Scanned again and it took 22 minutes. About 2 minutes unitl 7% scanned, About 4 minutes at 9% but at points during 9% my cursor became somewhat unresponsive. Only at 8 minutes in did my scanning go to 60 mb per second and averaged about that much til the end. Closing the Avast! window after the scan was lagged and starting my browser was very lagged too.
I have “Speed up scanning by using persistent cache” checked but not “Store data about scanned files in the persistent cache” like you do in the your attached image. So I should have both checked? I changed “Scan priority” to high now. I’ll scan again now and see if it’s faster.
With both boxes checked, 28 minutes. However, at some point around the 52% mark, my mouse stopped responding, Avast window stopped responding, for at least 2 minutes, then, boom, all of the sudden the scan window say’s it finished. Also, during the 9% mark my mouse becomes almost completely unresponsive, the Avast window, while the timer moves, the tab buttons are not responsive and icons and such on my computer become unresponsive. So something is not right.
It certainly won’t be faster first time as it will be storing that information in the persistent cache, so it may actually take a little longer (perhaps not based on the High priority). After a few scans you should start to see the benefit of those changes.
Vista Home Premium 64x
CPU Sempron LE-1300
Memory 2GB DDR SDRAM 800MHZ-2X1GB DIM M
Microsoft Firewall
Malwarebytes Free (scan ability only)
Last Defrag: today
CPU usage during scan fluctuates between 5 and 30 percent with infrequent quick spikes to 40-60, one to 80.
Memory usage is rather flat for most of scan at about 450-500MB. However, during 10 minutes or so at 9% scanned I saw at least a 30 second sustained spike of 1.73GB (during which the computer seemed to freeze/become unresponsive) and a few 5-10 second spikes of 1.3GB.
Given your system resources, I would say that this is a major contributory factor to the slow speed of the scan.
Vista is a bit of a resource hog and the 64bit version even more so. As a rule of thumb I use 2MB of RAM as a minimum for win7 32bit and that by all accounts is less of a resource hog than vista. So for the 64bit version of the OS I would recommend 4GB of RAM. With this I feel that you would see an overall improvement in system performance.

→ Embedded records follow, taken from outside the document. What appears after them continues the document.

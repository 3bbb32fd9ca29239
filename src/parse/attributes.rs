//! SMART attribute table parsing and threshold binding. Grounded on
//! `sk_disk_smart_parse_attributes()` and `find_threshold()` in
//! libatasmart's `atasmart.c`.

use crate::cooker;
use crate::model::{AttributeParsed, AttributeUnit};
use crate::quirks;

const RECORD_COUNT: usize = 30;
const RECORD_LEN: usize = 12;
const TABLE_START: usize = 2;

fn value_in_range(v: u8) -> bool {
    (1..=0xFD).contains(&v)
}

/// Parses all 30 attribute records out of a 512-byte SMART data sector,
/// resolving each id's name/unit through the quirk-aware catalog and
/// binding it against the threshold sector when one is available.
/// Records whose id byte is 0 are skipped (unused slots), matching the
/// original parser.
pub fn parse_attributes(
    smart_data: &[u8; 512],
    smart_thresholds: Option<&[u8; 512]>,
    model: &str,
    firmware: &str,
) -> Vec<AttributeParsed> {
    let mut out = Vec::new();

    for n in 0..RECORD_COUNT {
        let off = TABLE_START + n * RECORD_LEN;
        let record = &smart_data[off..off + RECORD_LEN];

        let id = record[0];
        if id == 0 {
            continue;
        }

        let flags = ((record[2] as u16) << 8) | record[1] as u16;
        let prefailure = record[1] & 1 != 0;
        let online = record[1] & 2 != 0;
        let current_value = record[3];
        let current_value_valid = value_in_range(current_value);
        let worst_value = record[4];
        let worst_value_valid = value_in_range(worst_value);

        let mut raw = [0u8; 6];
        raw.copy_from_slice(&record[5..11]);

        let (name, pretty_unit) = match quirks::resolve_attribute(model, firmware, id) {
            Some(entry) => (entry.name.to_string(), entry.unit),
            None => (crate::catalog::synthetic_name(id), AttributeUnit::Unknown),
        };

        let pretty_value = cooker::cook(&name, pretty_unit, raw);

        let mut attr = AttributeParsed {
            id,
            name,
            pretty_unit,
            flags,
            online,
            prefailure,
            current_value,
            current_value_valid,
            worst_value,
            worst_value_valid,
            raw,
            pretty_value,
            threshold: 0,
            threshold_valid: false,
            good_now: false,
            good_now_valid: false,
            good_in_the_past: false,
            good_in_the_past_valid: false,
            warn: false,
        };

        bind_threshold(&mut attr, smart_thresholds);
        attr.warn = attr.prefailure && attr.good_now_valid && !attr.good_now;

        out.push(attr);
    }

    out
}

fn bind_threshold(attr: &mut AttributeParsed, smart_thresholds: Option<&[u8; 512]>) {
    let Some(thresholds) = smart_thresholds else {
        attr.threshold_valid = false;
        return;
    };

    let found = (0..RECORD_COUNT).find_map(|n| {
        let off = TABLE_START + n * RECORD_LEN;
        let record = &thresholds[off..off + RECORD_LEN];
        (record[0] == attr.id).then(|| record[1])
    });

    let Some(threshold) = found else {
        attr.threshold_valid = false;
        attr.good_now_valid = false;
        attr.good_in_the_past_valid = false;
        return;
    };

    attr.threshold = threshold;
    attr.threshold_valid = threshold != 0xFE;

    if !value_in_range(threshold) {
        return;
    }

    if attr.current_value_valid {
        attr.good_now = attr.current_value > threshold;
        attr.good_now_valid = true;
    }

    if attr.worst_value_valid {
        attr.good_in_the_past = attr.worst_value > threshold;
        attr.good_in_the_past_valid = true;
    }
}

#[cfg(test)]
mod tests {
    use super::*;

    fn record(id: u8, status: u8, current: u8, worst: u8, raw: [u8; 6]) -> [u8; 12] {
        let mut r = [0u8; 12];
        r[0] = id;
        r[1] = status;
        r[3] = current;
        r[4] = worst;
        r[5..11].copy_from_slice(&raw);
        r
    }

    fn sector_with_records(records: &[(usize, [u8; 12])]) -> [u8; 512] {
        let mut sector = [0u8; 512];
        for (n, rec) in records {
            let off = TABLE_START + n * RECORD_LEN;
            sector[off..off + RECORD_LEN].copy_from_slice(rec);
        }
        sector
    }

    #[test]
    fn zero_id_slots_are_skipped() {
        let sector = sector_with_records(&[(0, record(9, 3, 100, 90, [10, 0, 0, 0, 0, 0]))]);
        let attrs = parse_attributes(&sector, None, "Generic", "1.0");
        assert_eq!(attrs.len(), 1);
        assert_eq!(attrs[0].id, 9);
    }

    #[test]
    fn unknown_id_falls_back_to_synthetic_name() {
        let sector = sector_with_records(&[(0, record(37, 0, 50, 50, [1, 0, 0, 0, 0, 0]))]);
        let attrs = parse_attributes(&sector, None, "Generic", "1.0");
        assert_eq!(attrs[0].name, "attribute-37");
        assert_eq!(attrs[0].pretty_unit, AttributeUnit::Unknown);
    }

    #[test]
    fn no_threshold_sector_leaves_threshold_and_good_invalid() {
        let sector = sector_with_records(&[(0, record(5, 3, 100, 90, [0; 6]))]);
        let attrs = parse_attributes(&sector, None, "Generic", "1.0");
        assert!(!attrs[0].threshold_valid);
        assert!(!attrs[0].good_now_valid);
        assert!(!attrs[0].good_in_the_past_valid);
    }

    #[test]
    fn threshold_crossed_marks_attribute_not_good() {
        let sector = sector_with_records(&[(0, record(5, 3, 20, 15, [0; 6]))]);
        let mut thresholds = [0u8; 512];
        thresholds[TABLE_START] = 5;
        thresholds[TABLE_START + 1] = 30; // current(20) and worst(15) both <= 30

        let attrs = parse_attributes(&sector, Some(&thresholds), "Generic", "1.0");
        assert!(attrs[0].good_now_valid);
        assert!(!attrs[0].good_now);
        assert!(!attrs[0].good_in_the_past);
    }

    #[test]
    fn sentinel_thresholds_outside_1_to_0xfd_skip_good_computation() {
        let sector = sector_with_records(&[(0, record(5, 3, 20, 15, [0; 6]))]);
        let mut thresholds = [0u8; 512];
        thresholds[TABLE_START] = 5;
        thresholds[TABLE_START + 1] = 0x00;

        let attrs = parse_attributes(&sector, Some(&thresholds), "Generic", "1.0");
        assert!(attrs[0].threshold_valid);
        assert!(!attrs[0].good_now_valid);
        assert!(!attrs[0].good_in_the_past_valid);
    }

    #[test]
    fn prefailure_attribute_failing_now_is_flagged_warn() {
        let sector = sector_with_records(&[(0, record(5, 1, 5, 90, [0; 6]))]);
        let mut thresholds = [0u8; 512];
        thresholds[TABLE_START] = 5;
        thresholds[TABLE_START + 1] = 10;

        let attrs = parse_attributes(&sector, Some(&thresholds), "Generic", "1.0");
        assert!(attrs[0].prefailure);
        assert!(attrs[0].warn);
    }
}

So I believe you are hitting the limits of your system resources, upgrading RAM is a relatively easy and inexpensive option. Upgrading the CPU to a later faster one isn’t so easy A) you have to find one that fits and is compatible with your motherboard and B) then fit it, this isn’t so easy.
I don’t know how frequently you actually run an on-demand scan ?
With a resident on-access antivirus like avast, the need for frequent on-demand scans is much depreciated. For the most part the on-demand scan is going to be scanning files that would be otherwise be dormant or inert. If they were active files then the on-access file system shield would be scanning them before being created, modified, opened or executed.
I have avast set to do a scheduled weekly Quick scan, set at a time and day that I know the computer will be on. If for some reason my system wasn’t on, no big deal I will catch up on the next scheduled scan.